Spotify boss hits back at Taylor Swift pay gripe

13 November 2014 -

“Swift

CEO Daniel Ek defends billion-pound investment into the music industry that his platform has made since going live

Jermaine Haughton

Spotify’s chief executive Daniel Ek has staunchly defended the streaming service’s contribution to the music industry after pop star Taylor Swift removed her entire back catalogue from the platform. In a statement, the pop-country crossover singer accused Spotify of failing to “fairly compensate the writers, producers, artists, and creators” of the songs it hosted. However, in a blog post on the company’s site, Ek argued that the firm has paid out around £1.2bn into the music industry to date.

With 12.5 million of its 50m active members being paid subscribers, Ek said that Spotify has provided a suitable alternative to piracy, which does not pay artists at all. “You can’t look at Spotify in isolation,” he said, and stressed: “even though Taylor can pull her music off Spotify (where we license and pay for every song we’ve ever played), her songs are all over services and sites like YouTube and Soundcloud, where people can listen all they want for free.
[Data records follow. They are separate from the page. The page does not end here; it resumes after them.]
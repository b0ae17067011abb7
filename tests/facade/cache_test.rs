/*!
 * Cache Policy Tests
 * Generator invocation counts across reads for each policy
 */

use std::fs;
use std::sync::Arc;
use std::thread;
use std::time::Duration;

use pretty_assertions::assert_eq;
use scriptfs::{FilesystemFacade, Mount, MANIFEST_FILE};
use tempfile::TempDir;

/// Source tree with one virtual file whose generator appends a line to
/// a counter file on every run.
fn setup_counted(cache_yaml: &str) -> (TempDir, FilesystemFacade) {
    let temp = TempDir::new().unwrap();
    let counter = temp.path().join("count");
    let manifest = format!(
        concat!(
            "- filename: counted.txt\n",
            "  out_script: \"echo x >> \\\"$CNT\\\"; printf hello\"\n",
            "  env:\n",
            "    CNT: {}\n",
            "{}",
        ),
        counter.display(),
        cache_yaml,
    );
    fs::write(temp.path().join(MANIFEST_FILE), manifest).unwrap();
    let mount = Arc::new(Mount::new(temp.path(), temp.path()).unwrap());
    (temp, FilesystemFacade::new(mount))
}

fn runs(temp: &TempDir) -> usize {
    fs::read_to_string(temp.path().join("count"))
        .map(|text| text.lines().count())
        .unwrap_or(0)
}

fn read_once(fs_facade: &FilesystemFacade, path: &str) -> Vec<u8> {
    let fh = fs_facade.open(path, libc::O_RDONLY).unwrap();
    let data = fs_facade.read(path, 4096, 0, fh).unwrap();
    fs_facade.release(path, fh).unwrap();
    data
}

#[test]
fn test_pass_through_runs_generator_every_read() {
    let (temp, fs_facade) = setup_counted("");

    for _ in 0..3 {
        assert_eq!(read_once(&fs_facade, "/counted.txt"), b"hello");
    }
    assert_eq!(runs(&temp), 3);
}

#[test]
fn test_mtime_watch_runs_once_until_watch_changes() {
    let (temp, fs_facade) = setup_counted(concat!(
        "  cache:\n",
        "    method: stat\n",
        "    path: watched.txt\n",
    ));
    fs::write(temp.path().join("watched.txt"), "v1").unwrap();

    assert_eq!(read_once(&fs_facade, "/counted.txt"), b"hello");
    assert_eq!(read_once(&fs_facade, "/counted.txt"), b"hello");
    assert_eq!(runs(&temp), 1);

    // The witness is the watched file's mtime; allow for coarse
    // filesystem timestamp granularity before touching it.
    thread::sleep(Duration::from_millis(1100));
    fs::write(temp.path().join("watched.txt"), "v2").unwrap();

    assert_eq!(read_once(&fs_facade, "/counted.txt"), b"hello");
    assert_eq!(read_once(&fs_facade, "/counted.txt"), b"hello");
    assert_eq!(runs(&temp), 2);
}

#[test]
fn test_mtime_watch_recurse_sees_nested_changes() {
    let (temp, fs_facade) = setup_counted(concat!(
        "  cache:\n",
        "    method: stat\n",
        "    path: tree\n",
        "    recurse: true\n",
    ));
    let nested = temp.path().join("tree/deeper");
    fs::create_dir_all(&nested).unwrap();

    assert_eq!(read_once(&fs_facade, "/counted.txt"), b"hello");
    assert_eq!(read_once(&fs_facade, "/counted.txt"), b"hello");
    assert_eq!(runs(&temp), 1);

    thread::sleep(Duration::from_millis(1100));
    fs::write(nested.join("new-file"), "x").unwrap();

    assert_eq!(read_once(&fs_facade, "/counted.txt"), b"hello");
    assert_eq!(runs(&temp), 2);
}

#[test]
fn test_time_debounce_coalesces_reads_within_window() {
    let (temp, fs_facade) = setup_counted(concat!(
        "  cache:\n",
        "    method: debounce\n",
        "    window_secs: 1\n",
    ));

    assert_eq!(read_once(&fs_facade, "/counted.txt"), b"hello");
    assert_eq!(read_once(&fs_facade, "/counted.txt"), b"hello");
    assert_eq!(runs(&temp), 1);

    thread::sleep(Duration::from_millis(1300));
    assert_eq!(read_once(&fs_facade, "/counted.txt"), b"hello");
    assert_eq!(runs(&temp), 2);
}

#[test]
fn test_policy_state_survives_re_resolution() {
    // Nodes are rebuilt on every resolution; the policy instance must
    // come from the mount registry, not the node.
    let (temp, fs_facade) = setup_counted(concat!(
        "  cache:\n",
        "    method: stat\n",
        "    path: watched.txt\n",
    ));
    fs::write(temp.path().join("watched.txt"), "v1").unwrap();

    // getattr and read both resolve fresh nodes.
    fs_facade.getattr("/counted.txt").unwrap();
    read_once(&fs_facade, "/counted.txt");
    fs_facade.getattr("/counted.txt").unwrap();
    assert_eq!(runs(&temp), 1);
}

#[test]
fn test_entries_watching_same_path_keep_separate_values() {
    let temp = TempDir::new().unwrap();
    fs::write(temp.path().join("watched.txt"), "v1").unwrap();
    let manifest = concat!(
        "- filename: a.gen\n",
        "  out_script: printf a\n",
        "  cache:\n",
        "    method: stat\n",
        "    path: watched.txt\n",
        "- filename: b.gen\n",
        "  out_script: printf b\n",
        "  cache:\n",
        "    method: stat\n",
        "    path: watched.txt\n",
    );
    fs::write(temp.path().join(MANIFEST_FILE), manifest).unwrap();
    let mount = Arc::new(Mount::new(temp.path(), temp.path()).unwrap());
    let fs_facade = FilesystemFacade::new(mount);

    // One watch target, two entries: cached values never bleed across.
    assert_eq!(read_once(&fs_facade, "/a.gen"), b"a");
    assert_eq!(read_once(&fs_facade, "/b.gen"), b"b");
    assert_eq!(read_once(&fs_facade, "/a.gen"), b"a");
}
impl Filesystem for ScriptFuse {
    fn init(&mut self, _req: &Request, _config: &mut KernelConfig) -> Result<(), libc::c_int> {
        info!(
            root = %self.facade.mount().root().display(),
            mountpoint = %self.facade.mount().mountpoint().display(),
            "filesystem initialized"
        );
        Ok(())
    }

    fn lookup(&mut self, _req: &Request, parent: u64, name: &OsStr, reply: ReplyEntry) {
        let Some(parent_path) = self.inodes.path_of(parent) else {
            reply.error(libc::ENOENT);
            return;
        };
        let Some(path) = child_path(&parent_path, name) else {
            reply.error(libc::EINVAL);
            return;
        };
        match self.entry_for(&path) {
            Ok(attr) => reply.entry(&TTL, &attr, 0),
            Err(errno) => reply.error(errno),
        }
    }

    fn getattr(&mut self, _req: &Request, ino: u64, _fh: Option<u64>, reply: ReplyAttr) {
        let Some(path) = self.inodes.path_of(ino) else {
            reply.error(libc::ENOENT);
            return;
        };
        match self.facade.getattr(&path) {
            Ok(stat) => reply.attr(&TTL, &to_attr(&stat, ino)),
            Err(e) => reply.error(e.errno()),
        }
    }

    #[allow(clippy::too_many_arguments)]
    fn setattr(
        &mut self,
        _req: &Request,
        ino: u64,
        mode: Option<u32>,
        uid: Option<u32>,
        gid: Option<u32>,
        size: Option<u64>,
        atime: Option<TimeOrNow>,
        mtime: Option<TimeOrNow>,
        _ctime: Option<SystemTime>,
        _fh: Option<u64>,
        _crtime: Option<SystemTime>,
        _chgtime: Option<SystemTime>,
        _bkuptime: Option<SystemTime>,
        _flags: Option<u32>,
        reply: ReplyAttr,
    ) {
        let Some(path) = self.inodes.path_of(ino) else {
            reply.error(libc::ENOENT);
            return;
        };

        let result = (|| {
            if let Some(mode) = mode {
                self.facade.chmod(&path, mode)?;
            }
            if uid.is_some() || gid.is_some() {
                self.facade.chown(&path, uid, gid)?;
            }
            if let Some(size) = size {
                self.facade.truncate(&path, size)?;
            }
            if atime.is_some() || mtime.is_some() {
                self.facade
                    .utimens(&path, atime.map(time_of), mtime.map(time_of))?;
            }
            self.facade.getattr(&path)
        })();

        match result {
            Ok(stat) => reply.attr(&TTL, &to_attr(&stat, ino)),
            Err(e) => reply.error(e.errno()),
        }
    }

    fn readlink(&mut self, _req: &Request, ino: u64, reply: ReplyData) {
        let Some(path) = self.inodes.path_of(ino) else {
            reply.error(libc::ENOENT);
            return;
        };
        match self.facade.readlink(&path) {
            Ok(target) => reply.data(target.as_os_str().as_bytes()),
            Err(e) => reply.error(e.errno()),
        }
    }

    fn mknod(
        &mut self,
        _req: &Request,
        parent: u64,
        name: &OsStr,
        mode: u32,
        _umask: u32,
        rdev: u32,
        reply: ReplyEntry,
    ) {
        let Some(parent_path) = self.inodes.path_of(parent) else {
            reply.error(libc::ENOENT);
            return;
        };
        let Some(path) = child_path(&parent_path, name) else {
            reply.error(libc::EINVAL);
            return;
        };
        if let Err(e) = self.facade.mknod(&path, mode, rdev as u64) {
            reply.error(e.errno());
            return;
        }
        match self.entry_for(&path) {
            Ok(attr) => reply.entry(&TTL, &attr, 0),
            Err(errno) => reply.error(errno),
        }
    }

    fn mkdir(
        &mut self,
        _req: &Request,
        parent: u64,
        name: &OsStr,
        mode: u32,
        _umask: u32,
        reply: ReplyEntry,
    ) {
        let Some(parent_path) = self.inodes.path_of(parent) else {
            reply.error(libc::ENOENT);
            return;
        };
        let Some(path) = child_path(&parent_path, name) else {
            reply.error(libc::EINVAL);
            return;
        };
        if let Err(e) = self.facade.mkdir(&path, mode) {
            reply.error(e.errno());
            return;
        }
        match self.entry_for(&path) {
            Ok(attr) => reply.entry(&TTL, &attr, 0),
            Err(errno) => reply.error(errno),
        }
    }

    fn unlink(&mut self, _req: &Request, parent: u64, name: &OsStr, reply: ReplyEmpty) {
        let Some(parent_path) = self.inodes.path_of(parent) else {
            reply.error(libc::ENOENT);
            return;
        };
        let Some(path) = child_path(&parent_path, name) else {
            reply.error(libc::EINVAL);
            return;
        };
        match self.facade.unlink(&path) {
            Ok(()) => {
                self.inodes.forget_subtree(&path);
                reply.ok();
            }
            Err(e) => reply.error(e.errno()),
        }
    }

    fn rmdir(&mut self, _req: &Request, parent: u64, name: &OsStr, reply: ReplyEmpty) {
        let Some(parent_path) = self.inodes.path_of(parent) else {
            reply.error(libc::ENOENT);
            return;
        };
        let Some(path) = child_path(&parent_path, name) else {
            reply.error(libc::EINVAL);
            return;
        };
        match self.facade.rmdir(&path) {
            Ok(()) => {
                self.inodes.forget_subtree(&path);
                reply.ok();
            }
            Err(e) => reply.error(e.errno()),
        }
    }

    fn symlink(
        &mut self,
        _req: &Request,
        parent: u64,
        link_name: &OsStr,
        target: &Path,
        reply: ReplyEntry,
    ) {
        let Some(parent_path) = self.inodes.path_of(parent) else {
            reply.error(libc::ENOENT);
            return;
        };
        let Some(path) = child_path(&parent_path, link_name) else {
            reply.error(libc::EINVAL);
            return;
        };
        if let Err(e) = self.facade.symlink(&path, target) {
            reply.error(e.errno());
            return;
        }
        match self.entry_for(&path) {
            Ok(attr) => reply.entry(&TTL, &attr, 0),
            Err(errno) => reply.error(errno),
        }
    }

    fn rename(
        &mut self,
        _req: &Request,
        parent: u64,
        name: &OsStr,
        newparent: u64,
        newname: &OsStr,
        _flags: u32,
        reply: ReplyEmpty,
    ) {
        let (Some(parent_path), Some(newparent_path)) =
            (self.inodes.path_of(parent), self.inodes.path_of(newparent))
        else {
            reply.error(libc::ENOENT);
            return;
        };
        let (Some(old), Some(new)) = (
            child_path(&parent_path, name),
            child_path(&newparent_path, newname),
        ) else {
            reply.error(libc::EINVAL);
            return;
        };
        match self.facade.rename(&old, &new) {
            Ok(()) => {
                self.inodes.forget_subtree(&old);
                self.inodes.forget_subtree(&new);
                reply.ok();
            }
            Err(e) => reply.error(e.errno()),
        }
    }

    fn link(
        &mut self,
        _req: &Request,
        ino: u64,
        newparent: u64,
        newname: &OsStr,
        reply: ReplyEntry,
    ) {
        let (Some(source), Some(newparent_path)) =
            (self.inodes.path_of(ino), self.inodes.path_of(newparent))
        else {
            reply.error(libc::ENOENT);
            return;
        };
        let Some(path) = child_path(&newparent_path, newname) else {
            reply.error(libc::EINVAL);
            return;
        };
        if let Err(e) = self.facade.link(&path, &source) {
            reply.error(e.errno());
            return;
        }
        match self.entry_for(&path) {
            Ok(attr) => reply.entry(&TTL, &attr, 0),
            Err(errno) => reply.error(errno),
        }
    }

    fn open(&mut self, _req: &Request, ino: u64, flags: i32, reply: ReplyOpen) {
        let Some(path) = self.inodes.path_of(ino) else {
            reply.error(libc::ENOENT);
            return;
        };
        match self.facade.open(&path, flags) {
            Ok(fh) => reply.opened(fh, fuser::consts::FOPEN_DIRECT_IO),
            Err(e) => reply.error(e.errno()),
        }
    }

    fn create(
        &mut self,
        _req: &Request,
        parent: u64,
        name: &OsStr,
        mode: u32,
        _umask: u32,
        _flags: i32,
        reply: ReplyCreate,
    ) {
        let Some(parent_path) = self.inodes.path_of(parent) else {
            reply.error(libc::ENOENT);
            return;
        };
        let Some(path) = child_path(&parent_path, name) else {
            reply.error(libc::EINVAL);
            return;
        };
        let fh = match self.facade.create(&path, mode) {
            Ok(fh) => fh,
            Err(e) => {
                reply.error(e.errno());
                return;
            }
        };
        match self.entry_for(&path) {
            Ok(attr) => reply.created(&TTL, &attr, 0, fh, fuser::consts::FOPEN_DIRECT_IO),
            Err(errno) => reply.error(errno),
        }
    }

    fn read(
        &mut self,
        _req: &Request,
        ino: u64,
        fh: u64,
        offset: i64,
        size: u32,
        _flags: i32,
        _lock_owner: Option<u64>,
        reply: ReplyData,
    ) {
        let Some(path) = self.inodes.path_of(ino) else {
            reply.error(libc::ENOENT);
            return;
        };
        match self.facade.read(&path, size, offset, fh) {
            Ok(data) => reply.data(&data),
            Err(e) => reply.error(e.errno()),
        }
    }

    fn write(
        &mut self,
        _req: &Request,
        ino: u64,
        fh: u64,
        offset: i64,
        data: &[u8],
        _write_flags: u32,
        _flags: i32,
        _lock_owner: Option<u64>,
        reply: ReplyWrite,
    ) {
        let Some(path) = self.inodes.path_of(ino) else {
            reply.error(libc::ENOENT);
            return;
        };
        match self.facade.write(&path, data, offset, fh) {
            Ok(written) => reply.written(written as u32),
            Err(e) => reply.error(e.errno()),
        }
    }

    fn flush(&mut self, _req: &Request, ino: u64, fh: u64, _lock_owner: u64, reply: ReplyEmpty) {
        let Some(path) = self.inodes.path_of(ino) else {
            reply.error(libc::ENOENT);
            return;
        };
        match self.facade.flush(&path, fh) {
            Ok(()) => reply.ok(),
            Err(e) => reply.error(e.errno()),
        }
    }

    fn release(
        &mut self,
        _req: &Request,
        ino: u64,
        fh: u64,
        _flags: i32,
        _lock_owner: Option<u64>,
        _flush: bool,
        reply: ReplyEmpty,
    ) {
        let path = self.inodes.path_of(ino).unwrap_or_default();
        let _ = self.facade.release(&path, fh);
        reply.ok();
    }

    fn fsync(&mut self, _req: &Request, ino: u64, fh: u64, datasync: bool, reply: ReplyEmpty) {
        let Some(path) = self.inodes.path_of(ino) else {
            reply.error(libc::ENOENT);
            return;
        };
        match self.facade.fsync(&path, datasync, fh) {
            Ok(()) => reply.ok(),
            Err(e) => reply.error(e.errno()),
        }
    }

    fn readdir(
        &mut self,
        _req: &Request,
        ino: u64,
        _fh: u64,
        offset: i64,
        mut reply: ReplyDirectory,
    ) {
        let Some(path) = self.inodes.path_of(ino) else {
            reply.error(libc::ENOENT);
            return;
        };
        let entries = match self.facade.readdir(&path) {
            Ok(entries) => entries,
            Err(e) => {
                reply.error(e.errno());
                return;
            }
        };

        for (idx, entry) in entries.iter().enumerate().skip(offset.max(0) as usize) {
            let child_ino = match entry.name.as_str() {
                "." => ino,
                ".." => {
                    let parent = parent_path(&path).to_string();
                    self.inodes.assign(&parent)
                }
                name => match child_path(&path, OsStr::new(name)) {
                    Some(child) => self.inodes.assign(&child),
                    None => continue,
                },
            };
            if reply.add(
                child_ino,
                (idx + 1) as i64,
                to_kind(entry.file_type),
                &entry.name,
            ) {
                break;
            }
        }
        reply.ok();
    }

    fn statfs(&mut self, _req: &Request, ino: u64, reply: ReplyStatfs) {
        let Some(path) = self.inodes.path_of(ino) else {
            reply.error(libc::ENOENT);
            return;
        };
        match self.facade.statfs(&path) {
            Ok(stats) => reply.statfs(
                stats.blocks,
                stats.bfree,
                stats.bavail,
                stats.files,
                stats.ffree,
                stats.bsize as u32,
                stats.namemax as u32,
                stats.frsize as u32,
            ),
            Err(e) => reply.error(e.errno()),
        }
    }

    fn setxattr(
        &mut self,
        _req: &Request,
        ino: u64,
        name: &OsStr,
        value: &[u8],
        _flags: i32,
        _position: u32,
        reply: ReplyEmpty,
    ) {
        let Some(path) = self.inodes.path_of(ino) else {
            reply.error(libc::ENOENT);
            return;
        };
        match self.facade.setxattr(&path, name, value) {
            Ok(()) => reply.ok(),
            Err(e) => reply.error(e.errno()),
        }
    }

    fn getxattr(&mut self, _req: &Request, ino: u64, name: &OsStr, size: u32, reply: ReplyXattr) {
        let Some(path) = self.inodes.path_of(ino) else {
            reply.error(libc::ENOENT);
            return;
        };
        match self.facade.getxattr(&path, name) {
            Ok(value) => {
                if size == 0 {
                    reply.size(value.len() as u32);
                } else if size >= value.len() as u32 {
                    reply.data(&value);
                } else {
                    reply.error(libc::ERANGE);
                }
            }
            Err(e) => reply.error(e.errno()),
        }
    }

    fn listxattr(&mut self, _req: &Request, ino: u64, size: u32, reply: ReplyXattr) {
        let Some(path) = self.inodes.path_of(ino) else {
            reply.error(libc::ENOENT);
            return;
        };
        match self.facade.listxattr(&path) {
            Ok(names) => {
                let mut data = Vec::new();
                for name in names {
                    data.extend_from_slice(name.as_bytes());
                    data.push(0);
                }
                if size == 0 {
                    reply.size(data.len() as u32);
                } else if size >= data.len() as u32 {
                    reply.data(&data);
                } else {
                    reply.error(libc::ERANGE);
                }
            }
            Err(e) => reply.error(e.errno()),
        }
    }

    fn access(&mut self, _req: &Request, ino: u64, mask: i32, reply: ReplyEmpty) {
        let Some(path) = self.inodes.path_of(ino) else {
            reply.error(libc::ENOENT);
            return;
        };
        match self.facade.access(&path, mask) {
            Ok(()) => reply.ok(),
            Err(e) => reply.error(e.errno()),
        }
    }
}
To say nothing of the fans who will just turn back to pirate services – and sure enough, if you looked at the top spot on the Pirate Bay last week, there was [Taylor Swift's new album] 1989."

Ek’s comments are interesting from a business-leadership perspective, particularly on the question of whether they have been issued as a damage-limitation exercise, with the aim of avoiding further artist departures. Either way, Ek is taking a hands-on and public approach to clarify his support for the way his firm does business.

Throughout his blog, Ek puts three main arguments – the first of which is to reject the myth that Spotify's “free” service means that artists are not paid. Arguing that 80% of its paying subscribers started as free users, Ek said: “Until we launched Spotify, there were two economic models for streaming services: all free or all paid, never together, and both models had a fatal flaw. The paid-only services never took off (despite spending hundreds of millions of dollars on marketing), because users were being asked to pay for something that they were already getting for free on piracy sites.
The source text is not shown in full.